My one consistent memory from having Thai massages done over an intense period is that there is always one point in my left foot that really benefits from massage. It is also a point of extreme pressure and release. This is due to the pressure of how I mechanically use my body and the way that my body stands, walks and moves on its feet.

I`ve always felt as if its pin point, so that it must be the therapists thumbs or fingers that were apply the pressure, but once again it is not. So that makes me think and appreciate that this pressure is simply the pressure within my feet and it`s just that the therapists are able to locate them using the general techniques. This really allows me to appreciate how the feet can be pressurised and thus the need for them to be properly massaged.

Today  I used the rotation of the feet by swivelling my body and grasping the clients in the three different positions. It was totally different that what I thought it would be. I also thought that by pressuring the feet from the inside towards the floor that it would naturally force an opening for the clients inside hips. From watching the video its not apparent that this is necessarily the case, as the ankle joined may have a wider rotation and flexibility. For one client today, the reported after that they sort of felt it in the hip opening whereas the other did not. Funny as one set of ankles was stiffer I felt (the one that didn’t feel the hip opening) so I guess there is a relationship with the ankles and the hips in this technique but  not in the way I originally thought.

 

Leaning forwards and leaning hands on the client’s front of feet and pressuring the big toes inwards presented with the client who also has tighter hips seem to change their breathing and an initial sort of panic tightening in the thigh area was felt by me.

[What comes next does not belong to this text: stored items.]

pub mod clock;
pub mod config;
pub mod error;
pub mod ids;
pub mod repository;
pub mod storage;
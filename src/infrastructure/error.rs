use thiserror::Error;

#[derive(Debug, Error)]
pub enum InfraError {
    #[error("I/O error: {0}")]
    Io(#[from] std::io::Error),
    #[error("JSON error: {0}")]
    Json(#[from] serde_json::Error),
    #[error("SQLite error: {0}")]
    Sqlite(#[from] rusqlite::Error),
    #[error("Invalid input: {0}")]
    InvalidInput(String),
}
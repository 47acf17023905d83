use crate::infrastructure::config::{ensure_default_configs, load_configs};
use crate::infrastructure::error::InfraError;
use crate::infrastructure::storage::initialize_database;
use std::fs;
use std::path::{Path, PathBuf};

#[derive(Debug)]
pub struct BootstrapResult {
    pub workspace_root: PathBuf,
    pub database_path: PathBuf,
}

pub fn bootstrap_workspace(workspace_root: &Path) -> Result<BootstrapResult, InfraError> {
    let config_dir = workspace_root.join("config");
    let state_dir = workspace_root.join("state");
    let logs_dir = workspace_root.join("logs");
    let database_path = state_dir.join("dayplan.sqlite");

    fs::create_dir_all(&config_dir)?;
    fs::create_dir_all(&state_dir)?;
    fs::create_dir_all(&logs_dir)?;

    ensure_default_configs(&config_dir)?;
    let _ = load_configs(&config_dir)?;
    initialize_database(&database_path)?;

    Ok(BootstrapResult {
        workspace_root: workspace_root.to_path_buf(),
        database_path,
    })
}
use chrono::{DateTime, NaiveDate, NaiveTime, Utc, Weekday};
use serde::{Deserialize, Serialize};

#[derive(Debug, Clone, Copy, Serialize, Deserialize, PartialEq, Eq)]
#[serde(rename_all = "snake_case")]
pub enum DaySelector {
    Monday,
    Tuesday,
    Wednesday,
    Thursday,
    Friday,
    Saturday,
    Sunday,
    EveryDay,
}

impl DaySelector {
    pub fn matches(self, weekday: Weekday) -> bool {
        match self {
            Self::Monday => weekday == Weekday::Mon,
            Self::Tuesday => weekday == Weekday::Tue,
            Self::Wednesday => weekday == Weekday::Wed,
            Self::Thursday => weekday == Weekday::Thu,
            Self::Friday => weekday == Weekday::Fri,
            Self::Saturday => weekday == Weekday::Sat,
            Self::Sunday => weekday == Weekday::Sun,
            Self::EveryDay => true,
        }
    }

    pub fn parse(value: &str) -> Option<Self> {
        match value.trim().to_ascii_lowercase().as_str() {
            "monday" | "mon" => Some(Self::Monday),
            "tuesday" | "tue" => Some(Self::Tuesday),
            "wednesday" | "wed" => Some(Self::Wednesday),
            "thursday" | "thu" => Some(Self::Thursday),
            "friday" | "fri" => Some(Self::Friday),
            "saturday" | "sat" => Some(Self::Saturday),
            "sunday" | "sun" => Some(Self::Sunday),
            "every_day" | "everyday" | "daily" => Some(Self::EveryDay),
            _ => None,
        }
    }

    pub fn as_str(self) -> &'static str {
        match self {
            Self::Monday => "monday",
            Self::Tuesday => "tuesday",
            Self::Wednesday => "wednesday",
            Self::Thursday => "thursday",
            Self::Friday => "friday",
            Self::Saturday => "saturday",
            Self::Sunday => "sunday",
            Self::EveryDay => "every_day",
        }
    }
}

#[derive(Debug, Clone, Serialize, Deserialize, PartialEq, Eq)]
pub struct FixedBlock {
    pub id: String,
    pub day: DaySelector,
    pub label: String,
    pub start: String,
    pub end: String,
}

impl FixedBlock {
    pub fn validate(&self) -> Result<(), String> {
        validate_non_empty(&self.id, "fixed_block.id")?;
        validate_non_empty(&self.label, "fixed_block.label")?;
        validate_hhmm(&self.start, "fixed_block.start")?;
        validate_hhmm(&self.end, "fixed_block.end")?;
        let (Some(start), Some(end)) = (self.start_time(), self.end_time()) else {
            return Err("fixed_block times must be HH:MM".to_string());
        };
        if end <= start {
            return Err("fixed_block.end must be after fixed_block.start".to_string());
        }
        Ok(())
    }

    pub fn start_time(&self) -> Option<NaiveTime> {
        parse_hhmm(&self.start)
    }

    pub fn end_time(&self) -> Option<NaiveTime> {
        parse_hhmm(&self.end)
    }
}

#[derive(Debug, Clone, Copy, Serialize, Deserialize, PartialEq, Eq)]
#[serde(rename_all = "snake_case")]
pub enum Priority {
    High,
    Medium,
    Low,
}

impl Priority {
    pub fn rank(self) -> u8 {
        match self {
            Self::High => 0,
            Self::Medium => 1,
            Self::Low => 2,
        }
    }

    pub fn parse(value: &str) -> Option<Self> {
        match value.trim().to_ascii_lowercase().as_str() {
            "high" => Some(Self::High),
            "medium" => Some(Self::Medium),
            "low" => Some(Self::Low),
            _ => None,
        }
    }

    pub fn as_str(self) -> &'static str {
        match self {
            Self::High => "high",
            Self::Medium => "medium",
            Self::Low => "low",
        }
    }
}

#[derive(Debug, Clone, Serialize, Deserialize, PartialEq, Eq)]
pub struct Task {
    pub id: String,
    pub name: String,
    pub description: Option<String>,
    pub priority: Priority,
    pub deadline: DateTime<Utc>,
    pub estimated_minutes: u32,
    pub category: Option<String>,
    pub completed: bool,
    pub remaining_minutes: u32,
    pub last_scheduled_on: Option<NaiveDate>,
}

impl Task {
    pub fn validate(&self) -> Result<(), String> {
        validate_non_empty(&self.id, "task.id")?;
        validate_non_empty(&self.name, "task.name")?;
        if self.estimated_minutes == 0 {
            return Err("task.estimated_minutes must be > 0".to_string());
        }
        if self.remaining_minutes > self.estimated_minutes {
            return Err("task.remaining_minutes must be <= task.estimated_minutes".to_string());
        }
        if self.completed && self.remaining_minutes != 0 {
            return Err("completed task must have remaining_minutes == 0".to_string());
        }
        Ok(())
    }

    pub fn is_pending(&self) -> bool {
        !self.completed && self.remaining_minutes > 0
    }

    // Shared by the pacer and the elapsed-time tracker so both converge on
    // the same completion rule.
    pub fn record_progress(&mut self, minutes: u32) {
        self.remaining_minutes = self.remaining_minutes.saturating_sub(minutes);
        if self.remaining_minutes == 0 {
            self.completed = true;
        }
    }
}

#[derive(Debug, Clone, Copy, Serialize, Deserialize, PartialEq, Eq)]
#[serde(rename_all = "snake_case")]
pub enum ActivityKind {
    FixedBlock,
    Task,
    Break,
    Revision,
}

#[derive(Debug, Clone, Serialize, Deserialize, PartialEq, Eq)]
pub struct ScheduledActivity {
    pub id: String,
    pub kind: ActivityKind,
    pub label: String,
    pub start_at: DateTime<Utc>,
    pub end_at: DateTime<Utc>,
    pub task_id: Option<String>,
}

impl ScheduledActivity {
    pub fn validate(&self) -> Result<(), String> {
        validate_non_empty(&self.id, "activity.id")?;
        validate_non_empty(&self.label, "activity.label")?;
        if self.end_at <= self.start_at {
            return Err("activity.end_at must be after activity.start_at".to_string());
        }
        Ok(())
    }
}

fn validate_non_empty(value: &str, field_name: &str) -> Result<(), String> {
    if value.trim().is_empty() {
        return Err(format!("{field_name} must not be empty"));
    }
    Ok(())
}

fn validate_hhmm(value: &str, field_name: &str) -> Result<(), String> {
    let mut split = value.split(':');
    let Some(hour_str) = split.next() else {
        return Err(format!("{field_name} must be HH:MM"));
    };
    let Some(minute_str) = split.next() else {
        return Err(format!("{field_name} must be HH:MM"));
    };
    if split.next().is_some() {
        return Err(format!("{field_name} must be HH:MM"));
    }

    let hour = hour_str
        .parse::<u8>()
        .map_err(|_| format!("{field_name} must be HH:MM"))?;
    let minute = minute_str
        .parse::<u8>()
        .map_err(|_| format!("{field_name} must be HH:MM"))?;
    if hour > 23 || minute > 59 {
        return Err(format!("{field_name} must be HH:MM"));
    }
    Ok(())
}

fn parse_hhmm(value: &str) -> Option<NaiveTime> {
    NaiveTime::parse_from_str(value.trim(), "%H:%M").ok()
}

#[cfg(test)]
mod tests {
    use super::*;
    use proptest::prelude::*;

    fn fixed_time(value: &str) -> DateTime<Utc> {
        DateTime::parse_from_rfc3339(value)
            .expect("valid datetime")
            .with_timezone(&Utc)
    }

    fn sample_fixed_block() -> FixedBlock {
        FixedBlock {
            id: "blk-1".to_string(),
            day: DaySelector::Monday,
            label: "Morning lecture".to_string(),
            start: "09:00".to_string(),
            end: "10:00".to_string(),
        }
    }

    fn sample_task() -> Task {
        Task {
            id: "tsk-1".to_string(),
            name: "Write essay".to_string(),
            description: Some("history coursework".to_string()),
            priority: Priority::High,
            deadline: fixed_time("2026-02-19T08:00:00Z"),
            estimated_minutes: 90,
            category: Some("coursework".to_string()),
            completed: false,
            remaining_minutes: 90,
            last_scheduled_on: None,
        }
    }

    fn sample_activity() -> ScheduledActivity {
        ScheduledActivity {
            id: "act-1".to_string(),
            kind: ActivityKind::Task,
            label: "Write essay".to_string(),
            start_at: fixed_time("2026-02-16T09:00:00Z"),
            end_at: fixed_time("2026-02-16T09:45:00Z"),
            task_id: Some("tsk-1".to_string()),
        }
    }

    #[test]
    fn fixed_block_validate_accepts_valid_block() {
        assert!(sample_fixed_block().validate().is_ok());
    }

    #[test]
    fn fixed_block_validate_rejects_reversed_range() {
        let mut block = sample_fixed_block();
        block.start = "10:00".to_string();
        block.end = "09:00".to_string();
        assert!(block.validate().is_err());
    }

    #[test]
    fn fixed_block_validate_rejects_malformed_time() {
        let mut block = sample_fixed_block();
        block.end = "25:00".to_string();
        assert!(block.validate().is_err());
    }

    #[test]
    fn day_selector_matches_weekday_and_wildcard() {
        assert!(DaySelector::Monday.matches(Weekday::Mon));
        assert!(!DaySelector::Monday.matches(Weekday::Tue));
        assert!(DaySelector::EveryDay.matches(Weekday::Sat));
    }

    #[test]
    fn day_selector_parse_accepts_short_names() {
        assert_eq!(DaySelector::parse("Wed"), Some(DaySelector::Wednesday));
        assert_eq!(DaySelector::parse("every_day"), Some(DaySelector::EveryDay));
        assert_eq!(DaySelector::parse("someday"), None);
    }

    #[test]
    fn task_validate_rejects_remaining_above_estimate() {
        let mut task = sample_task();
        task.remaining_minutes = 120;
        assert!(task.validate().is_err());
    }

    #[test]
    fn task_validate_rejects_completed_with_remaining() {
        let mut task = sample_task();
        task.completed = true;
        assert!(task.validate().is_err());
    }

    #[test]
    fn record_progress_completes_at_zero() {
        let mut task = sample_task();
        task.record_progress(45);
        assert_eq!(task.remaining_minutes, 45);
        assert!(!task.completed);

        task.record_progress(45);
        assert_eq!(task.remaining_minutes, 0);
        assert!(task.completed);
    }

    #[test]
    fn activity_validate_rejects_empty_interval() {
        let mut activity = sample_activity();
        activity.end_at = activity.start_at;
        assert!(activity.validate().is_err());
    }

    #[test]
    fn domain_models_support_serde_roundtrip() {
        let block = sample_fixed_block();
        let task = sample_task();
        let activity = sample_activity();

        let block_roundtrip: FixedBlock =
            serde_json::from_str(&serde_json::to_string(&block).expect("serialize block"))
                .expect("deserialize block");
        let task_roundtrip: Task =
            serde_json::from_str(&serde_json::to_string(&task).expect("serialize task"))
                .expect("deserialize task");
        let activity_roundtrip: ScheduledActivity =
            serde_json::from_str(&serde_json::to_string(&activity).expect("serialize activity"))
                .expect("deserialize activity");

        assert_eq!(block_roundtrip, block);
        assert_eq!(task_roundtrip, task);
        assert_eq!(activity_roundtrip, activity);
    }

    proptest! {
        #[test]
        fn record_progress_preserves_task_invariants(
            estimate in 1u32..600u32,
            steps in proptest::collection::vec(0u32..200u32, 0..8)
        ) {
            let mut task = sample_task();
            task.estimated_minutes = estimate;
            task.remaining_minutes = estimate;

            for minutes in steps {
                task.record_progress(minutes);
                prop_assert!(task.remaining_minutes <= task.estimated_minutes);
                prop_assert_eq!(task.completed, task.remaining_minutes == 0);
                prop_assert!(task.validate().is_ok());
            }
        }
    }
}
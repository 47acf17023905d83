use std::sync::atomic::{AtomicU64, Ordering};

pub trait IdGenerator: Send + Sync {
    fn next_id(&self, prefix: &str) -> String;
}

// Monotonic counter so tests can assert exact identifiers.
#[derive(Debug)]
pub struct CounterIdGenerator {
    next: AtomicU64,
}

impl Default for CounterIdGenerator {
    fn default() -> Self {
        Self {
            next: AtomicU64::new(1),
        }
    }
}

impl IdGenerator for CounterIdGenerator {
    fn next_id(&self, prefix: &str) -> String {
        let sequence = self.next.fetch_add(1, Ordering::Relaxed);
        format!("{prefix}-{sequence}")
    }
}
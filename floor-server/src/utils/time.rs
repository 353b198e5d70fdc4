//! Time helpers

/// Current Unix timestamp in milliseconds.
pub fn now_millis() -> i64 {
    chrono::Utc::now().timestamp_millis()
}
//! Dining Table Repository

use surrealdb::engine::local::Db;
use surrealdb::{RecordId, Surreal};

use super::{RepoError, RepoResult};
use crate::db::models::{DiningTable, DiningTableCreate};

const TABLE: &str = "dining_table";

#[derive(Clone)]
pub struct DiningTableRepository {
    db: Surreal<Db>,
}

impl DiningTableRepository {
    pub fn new(db: Surreal<Db>) -> Self {
        Self { db }
    }

    /// Find all active dining tables, ordered by table number
    pub async fn find_all(&self) -> RepoResult<Vec<DiningTable>> {
        let tables: Vec<DiningTable> = self
            .db
            .query("SELECT * FROM dining_table WHERE is_active = true ORDER BY table_no")
            .await?
            .take(0)?;
        Ok(tables)
    }

    /// Find a table by its table number
    pub async fn find_by_no(&self, table_no: i64) -> RepoResult<Option<DiningTable>> {
        let table: Option<DiningTable> = self
            .db
            .select(RecordId::from_table_key(TABLE, table_no.to_string()))
            .await?;
        Ok(table)
    }

    /// Provision a new dining table
    pub async fn create(&self, data: DiningTableCreate) -> RepoResult<DiningTable> {
        if data.table_no < 1 {
            return Err(RepoError::Validation(format!(
                "Invalid table number: {}",
                data.table_no
            )));
        }
        if self.find_by_no(data.table_no).await?.is_some() {
            return Err(RepoError::Duplicate(format!(
                "Table {} already exists",
                data.table_no
            )));
        }

        let table = DiningTable {
            id: None,
            table_no: data.table_no,
            capacity: data.capacity.unwrap_or(4),
            is_active: true,
        };

        // 桌号即记录 ID，天然去重
        let created: Option<DiningTable> = self
            .db
            .upsert(RecordId::from_table_key(TABLE, data.table_no.to_string()))
            .content(table)
            .await?;
        created.ok_or_else(|| RepoError::Database("Failed to create dining table".to_string()))
    }
}

#[cfg(test)]
mod tests {
    use super::*;
    use crate::db::DbService;

    async fn repo() -> DiningTableRepository {
        let service = DbService::new_in_memory().await.unwrap();
        DiningTableRepository::new(service.db)
    }

    #[tokio::test]
    async fn create_and_list_ordered_by_table_no() {
        let repo = repo().await;
        for (no, cap) in [(3, 6), (1, 2), (2, 4)] {
            repo.create(DiningTableCreate {
                table_no: no,
                capacity: Some(cap),
            })
            .await
            .unwrap();
        }

        let all = repo.find_all().await.unwrap();
        let nos: Vec<i64> = all.iter().map(|t| t.table_no).collect();
        assert_eq!(nos, vec![1, 2, 3]);
        assert_eq!(all[1].capacity, 4);
    }

    #[tokio::test]
    async fn duplicate_table_no_is_rejected() {
        let repo = repo().await;
        repo.create(DiningTableCreate {
            table_no: 1,
            capacity: Some(2),
        })
        .await
        .unwrap();

        let result = repo
            .create(DiningTableCreate {
                table_no: 1,
                capacity: Some(8),
            })
            .await;
        assert!(matches!(result, Err(RepoError::Duplicate(_))));
        // 原有容量不变
        assert_eq!(repo.find_by_no(1).await.unwrap().unwrap().capacity, 2);
    }

    #[tokio::test]
    async fn capacity_defaults_to_four() {
        let repo = repo().await;
        let created = repo
            .create(DiningTableCreate {
                table_no: 7,
                capacity: None,
            })
            .await
            .unwrap();
        assert_eq!(created.capacity, 4);
    }
}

I also learned that leaning down and then forward alternatively , say three times one way then three times the other way is the way to balance the stretching. Obviously no one should feel more open in one way and alternatively more closed in the other way – I presume this would be the outcome of as massage which only concentrated on a person’s one way of the ankle flexing or injury in this direction of movement.  I used to try and help the teenage boy that I regularly massage in this way as he has a lot of imbalances from overplay in sport, but as I`m not physical therapist in that way I now realise that it’s important to keep to the technique in the balanced way of moving in equal fashion.

Moving left to right like in the end of the video really challenged the teenage boys hips with his breathing again and in fact he nearly lifted his hips from the mat. Whereas as the person with the better hips was completely relaxed.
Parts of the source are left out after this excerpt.